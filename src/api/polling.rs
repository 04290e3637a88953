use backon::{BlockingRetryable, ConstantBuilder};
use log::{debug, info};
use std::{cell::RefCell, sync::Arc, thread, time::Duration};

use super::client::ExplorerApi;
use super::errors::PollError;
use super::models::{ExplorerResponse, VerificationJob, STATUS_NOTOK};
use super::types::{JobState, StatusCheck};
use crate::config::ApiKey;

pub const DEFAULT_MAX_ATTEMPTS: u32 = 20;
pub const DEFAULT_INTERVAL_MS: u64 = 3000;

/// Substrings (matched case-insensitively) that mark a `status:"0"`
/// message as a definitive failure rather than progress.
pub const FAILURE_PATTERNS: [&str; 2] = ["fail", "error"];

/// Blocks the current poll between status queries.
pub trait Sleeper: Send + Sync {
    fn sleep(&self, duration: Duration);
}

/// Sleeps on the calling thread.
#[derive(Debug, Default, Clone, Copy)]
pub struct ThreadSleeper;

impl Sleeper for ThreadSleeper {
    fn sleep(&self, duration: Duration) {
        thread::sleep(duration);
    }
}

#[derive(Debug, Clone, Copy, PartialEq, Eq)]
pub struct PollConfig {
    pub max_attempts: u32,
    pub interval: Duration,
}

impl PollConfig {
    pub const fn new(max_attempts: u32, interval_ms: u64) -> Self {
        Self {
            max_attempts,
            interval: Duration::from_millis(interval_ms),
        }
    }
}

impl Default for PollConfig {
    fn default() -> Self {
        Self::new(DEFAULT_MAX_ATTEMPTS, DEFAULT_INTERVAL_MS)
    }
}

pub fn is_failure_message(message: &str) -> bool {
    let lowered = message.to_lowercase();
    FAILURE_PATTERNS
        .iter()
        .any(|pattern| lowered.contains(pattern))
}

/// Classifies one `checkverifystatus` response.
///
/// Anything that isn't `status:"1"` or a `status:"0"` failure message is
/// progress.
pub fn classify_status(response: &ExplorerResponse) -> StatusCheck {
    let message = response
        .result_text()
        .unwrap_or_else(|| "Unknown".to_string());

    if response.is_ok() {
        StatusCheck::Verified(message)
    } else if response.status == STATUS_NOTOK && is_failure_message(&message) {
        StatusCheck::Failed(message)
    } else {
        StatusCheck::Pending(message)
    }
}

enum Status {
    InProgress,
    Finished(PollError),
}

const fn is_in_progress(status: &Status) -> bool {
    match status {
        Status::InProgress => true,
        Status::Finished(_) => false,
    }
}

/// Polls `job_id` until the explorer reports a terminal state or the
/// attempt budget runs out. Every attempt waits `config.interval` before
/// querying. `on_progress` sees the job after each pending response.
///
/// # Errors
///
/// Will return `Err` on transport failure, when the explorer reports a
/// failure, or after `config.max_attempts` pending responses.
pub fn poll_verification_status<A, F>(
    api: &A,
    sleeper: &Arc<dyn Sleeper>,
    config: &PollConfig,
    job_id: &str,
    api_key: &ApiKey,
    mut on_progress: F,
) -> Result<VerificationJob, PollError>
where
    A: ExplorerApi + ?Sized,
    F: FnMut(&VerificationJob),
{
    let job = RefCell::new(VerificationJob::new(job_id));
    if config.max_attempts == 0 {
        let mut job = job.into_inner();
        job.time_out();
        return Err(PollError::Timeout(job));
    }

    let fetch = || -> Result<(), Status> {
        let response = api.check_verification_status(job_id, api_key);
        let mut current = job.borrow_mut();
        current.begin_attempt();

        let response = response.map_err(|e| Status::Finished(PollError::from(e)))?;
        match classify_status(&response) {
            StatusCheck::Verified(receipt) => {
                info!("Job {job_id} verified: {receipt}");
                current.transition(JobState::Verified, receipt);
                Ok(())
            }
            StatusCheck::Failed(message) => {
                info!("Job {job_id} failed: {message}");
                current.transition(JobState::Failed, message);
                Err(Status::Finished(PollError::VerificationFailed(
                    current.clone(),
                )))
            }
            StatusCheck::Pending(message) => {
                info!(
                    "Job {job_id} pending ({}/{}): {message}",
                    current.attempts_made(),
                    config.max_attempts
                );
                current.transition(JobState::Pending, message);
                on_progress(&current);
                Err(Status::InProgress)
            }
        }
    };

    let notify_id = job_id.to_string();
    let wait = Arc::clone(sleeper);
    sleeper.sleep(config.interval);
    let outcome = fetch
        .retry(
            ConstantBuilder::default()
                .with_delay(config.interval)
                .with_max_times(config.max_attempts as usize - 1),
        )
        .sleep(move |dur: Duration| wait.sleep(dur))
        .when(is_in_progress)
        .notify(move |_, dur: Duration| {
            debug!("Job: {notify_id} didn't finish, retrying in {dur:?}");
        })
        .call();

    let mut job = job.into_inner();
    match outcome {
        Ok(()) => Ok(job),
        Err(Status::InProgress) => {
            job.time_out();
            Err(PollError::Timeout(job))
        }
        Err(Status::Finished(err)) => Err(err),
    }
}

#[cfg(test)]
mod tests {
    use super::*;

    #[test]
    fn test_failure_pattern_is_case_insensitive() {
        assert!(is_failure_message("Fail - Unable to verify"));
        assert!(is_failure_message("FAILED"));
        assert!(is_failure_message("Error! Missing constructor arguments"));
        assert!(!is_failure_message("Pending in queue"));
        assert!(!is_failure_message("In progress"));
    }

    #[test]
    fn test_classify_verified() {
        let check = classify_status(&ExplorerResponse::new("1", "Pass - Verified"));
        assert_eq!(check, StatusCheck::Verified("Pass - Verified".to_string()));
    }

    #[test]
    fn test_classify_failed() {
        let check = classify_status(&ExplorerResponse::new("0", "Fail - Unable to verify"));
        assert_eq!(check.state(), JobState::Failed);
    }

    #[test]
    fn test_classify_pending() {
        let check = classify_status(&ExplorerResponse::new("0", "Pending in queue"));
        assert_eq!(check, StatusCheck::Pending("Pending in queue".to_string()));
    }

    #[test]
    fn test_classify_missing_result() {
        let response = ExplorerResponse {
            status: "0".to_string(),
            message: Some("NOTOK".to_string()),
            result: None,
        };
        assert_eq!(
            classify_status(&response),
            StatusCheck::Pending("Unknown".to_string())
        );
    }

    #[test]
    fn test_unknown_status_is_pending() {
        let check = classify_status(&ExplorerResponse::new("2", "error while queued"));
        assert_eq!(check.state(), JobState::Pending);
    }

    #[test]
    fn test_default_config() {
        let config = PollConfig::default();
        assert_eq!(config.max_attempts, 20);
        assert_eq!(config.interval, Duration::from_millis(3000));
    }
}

(Goal of the exercise): Using the data above, print exactly the lines from the line that contains "let mut current = job.borrow_mut();" through the line that contains "current.transition(JobState::Failed, message);", with both included.

(Task response):
        let mut current = job.borrow_mut();
        current.begin_attempt();

        let response = response.map_err(|e| Status::Finished(PollError::from(e)))?;
        match classify_status(&response) {
            StatusCheck::Verified(receipt) => {
                info!("Job {job_id} verified: {receipt}");
                current.transition(JobState::Verified, receipt);
                Ok(())
            }
            StatusCheck::Failed(message) => {
                info!("Job {job_id} failed: {message}");
                current.transition(JobState::Failed, message);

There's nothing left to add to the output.